## Exercise details
What you return must be exactly the lines running from the one with "for name in" to the end of the data below, inclusive, and nothing more.

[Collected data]
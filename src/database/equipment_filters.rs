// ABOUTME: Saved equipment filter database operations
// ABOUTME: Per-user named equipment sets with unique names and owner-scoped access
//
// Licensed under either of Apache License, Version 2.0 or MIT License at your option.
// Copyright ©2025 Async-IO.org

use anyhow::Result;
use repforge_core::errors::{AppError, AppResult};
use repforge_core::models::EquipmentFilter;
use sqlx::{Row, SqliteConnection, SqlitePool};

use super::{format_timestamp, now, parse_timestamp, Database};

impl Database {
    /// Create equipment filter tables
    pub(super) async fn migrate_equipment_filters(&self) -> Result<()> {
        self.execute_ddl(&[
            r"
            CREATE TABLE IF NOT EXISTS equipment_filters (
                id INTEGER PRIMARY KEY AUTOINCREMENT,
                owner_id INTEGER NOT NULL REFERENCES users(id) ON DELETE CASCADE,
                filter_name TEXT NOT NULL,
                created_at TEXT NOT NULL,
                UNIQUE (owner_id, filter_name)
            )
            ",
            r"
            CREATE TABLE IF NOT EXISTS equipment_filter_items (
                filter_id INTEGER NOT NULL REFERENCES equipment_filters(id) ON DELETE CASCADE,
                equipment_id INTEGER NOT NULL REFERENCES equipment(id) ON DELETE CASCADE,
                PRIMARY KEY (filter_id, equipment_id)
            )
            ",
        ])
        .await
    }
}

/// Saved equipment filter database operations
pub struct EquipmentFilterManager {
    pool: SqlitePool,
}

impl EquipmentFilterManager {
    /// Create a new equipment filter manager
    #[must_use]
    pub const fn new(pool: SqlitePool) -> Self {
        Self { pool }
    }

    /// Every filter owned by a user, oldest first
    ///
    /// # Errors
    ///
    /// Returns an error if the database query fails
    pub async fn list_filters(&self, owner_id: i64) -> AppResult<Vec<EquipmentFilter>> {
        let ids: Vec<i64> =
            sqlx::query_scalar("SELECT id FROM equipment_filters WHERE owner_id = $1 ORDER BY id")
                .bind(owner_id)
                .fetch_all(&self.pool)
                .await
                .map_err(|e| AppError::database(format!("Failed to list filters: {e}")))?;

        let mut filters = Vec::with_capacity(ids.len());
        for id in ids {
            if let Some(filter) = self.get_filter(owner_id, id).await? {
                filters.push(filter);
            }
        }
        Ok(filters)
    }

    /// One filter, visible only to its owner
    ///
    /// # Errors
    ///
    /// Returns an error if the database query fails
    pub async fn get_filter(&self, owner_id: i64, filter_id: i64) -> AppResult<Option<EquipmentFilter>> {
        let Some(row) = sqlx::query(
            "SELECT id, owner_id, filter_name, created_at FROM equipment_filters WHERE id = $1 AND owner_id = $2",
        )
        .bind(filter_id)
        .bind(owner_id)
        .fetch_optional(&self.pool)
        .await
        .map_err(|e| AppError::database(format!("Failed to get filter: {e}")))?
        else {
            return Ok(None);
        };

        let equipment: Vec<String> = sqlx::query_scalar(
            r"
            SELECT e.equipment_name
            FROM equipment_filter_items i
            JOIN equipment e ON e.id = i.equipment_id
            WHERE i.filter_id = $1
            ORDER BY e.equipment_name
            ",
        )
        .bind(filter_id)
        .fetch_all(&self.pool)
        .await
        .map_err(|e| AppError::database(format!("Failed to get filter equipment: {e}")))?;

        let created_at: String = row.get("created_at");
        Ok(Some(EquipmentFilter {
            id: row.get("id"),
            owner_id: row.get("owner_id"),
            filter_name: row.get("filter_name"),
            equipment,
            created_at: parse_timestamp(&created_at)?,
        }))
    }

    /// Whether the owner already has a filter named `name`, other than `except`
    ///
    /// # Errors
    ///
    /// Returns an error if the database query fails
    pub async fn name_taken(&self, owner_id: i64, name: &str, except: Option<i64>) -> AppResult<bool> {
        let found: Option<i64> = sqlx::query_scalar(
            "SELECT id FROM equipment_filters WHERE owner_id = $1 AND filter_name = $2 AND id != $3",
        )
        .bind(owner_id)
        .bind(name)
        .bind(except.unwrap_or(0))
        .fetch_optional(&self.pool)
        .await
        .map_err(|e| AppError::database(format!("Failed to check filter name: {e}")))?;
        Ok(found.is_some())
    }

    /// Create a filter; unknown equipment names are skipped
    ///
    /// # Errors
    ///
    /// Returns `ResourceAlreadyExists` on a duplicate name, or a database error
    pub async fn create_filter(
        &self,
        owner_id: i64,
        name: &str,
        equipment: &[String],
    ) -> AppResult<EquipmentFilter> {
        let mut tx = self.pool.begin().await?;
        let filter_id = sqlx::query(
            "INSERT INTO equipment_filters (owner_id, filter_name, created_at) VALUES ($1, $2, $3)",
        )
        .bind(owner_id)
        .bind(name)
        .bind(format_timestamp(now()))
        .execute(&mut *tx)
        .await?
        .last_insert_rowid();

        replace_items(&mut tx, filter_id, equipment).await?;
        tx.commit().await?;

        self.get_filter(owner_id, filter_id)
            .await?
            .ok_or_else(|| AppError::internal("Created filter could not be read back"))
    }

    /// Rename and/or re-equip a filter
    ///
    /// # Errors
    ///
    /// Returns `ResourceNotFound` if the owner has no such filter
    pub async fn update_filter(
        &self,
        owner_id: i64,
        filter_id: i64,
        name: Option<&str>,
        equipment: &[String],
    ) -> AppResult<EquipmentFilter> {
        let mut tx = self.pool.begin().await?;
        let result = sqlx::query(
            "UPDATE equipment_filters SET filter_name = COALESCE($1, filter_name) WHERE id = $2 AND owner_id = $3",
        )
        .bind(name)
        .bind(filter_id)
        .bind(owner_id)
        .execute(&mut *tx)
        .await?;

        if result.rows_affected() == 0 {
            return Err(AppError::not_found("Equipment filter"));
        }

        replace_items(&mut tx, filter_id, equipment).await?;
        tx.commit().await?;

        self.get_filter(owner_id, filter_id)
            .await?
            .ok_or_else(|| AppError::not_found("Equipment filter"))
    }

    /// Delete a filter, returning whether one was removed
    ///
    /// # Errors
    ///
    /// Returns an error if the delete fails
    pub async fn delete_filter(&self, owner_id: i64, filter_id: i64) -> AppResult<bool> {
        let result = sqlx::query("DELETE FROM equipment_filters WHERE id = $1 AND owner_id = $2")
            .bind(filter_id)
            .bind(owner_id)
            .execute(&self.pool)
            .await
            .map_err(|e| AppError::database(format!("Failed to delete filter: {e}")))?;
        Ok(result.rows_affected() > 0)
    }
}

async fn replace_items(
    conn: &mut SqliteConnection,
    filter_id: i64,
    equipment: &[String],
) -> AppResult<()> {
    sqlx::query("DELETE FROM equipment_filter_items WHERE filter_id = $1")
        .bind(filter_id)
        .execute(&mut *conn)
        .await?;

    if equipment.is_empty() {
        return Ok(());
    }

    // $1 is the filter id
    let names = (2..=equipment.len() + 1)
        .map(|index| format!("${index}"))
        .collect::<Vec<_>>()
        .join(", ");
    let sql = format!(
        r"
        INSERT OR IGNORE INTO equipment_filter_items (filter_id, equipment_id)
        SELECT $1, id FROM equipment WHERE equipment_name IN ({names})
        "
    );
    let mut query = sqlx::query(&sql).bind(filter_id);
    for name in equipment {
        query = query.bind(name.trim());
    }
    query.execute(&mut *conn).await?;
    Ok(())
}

## Answer to this problem
    for name in equipment {
        query = query.bind(name.trim());
    }
    query.execute(&mut *conn).await?;
    Ok(())
}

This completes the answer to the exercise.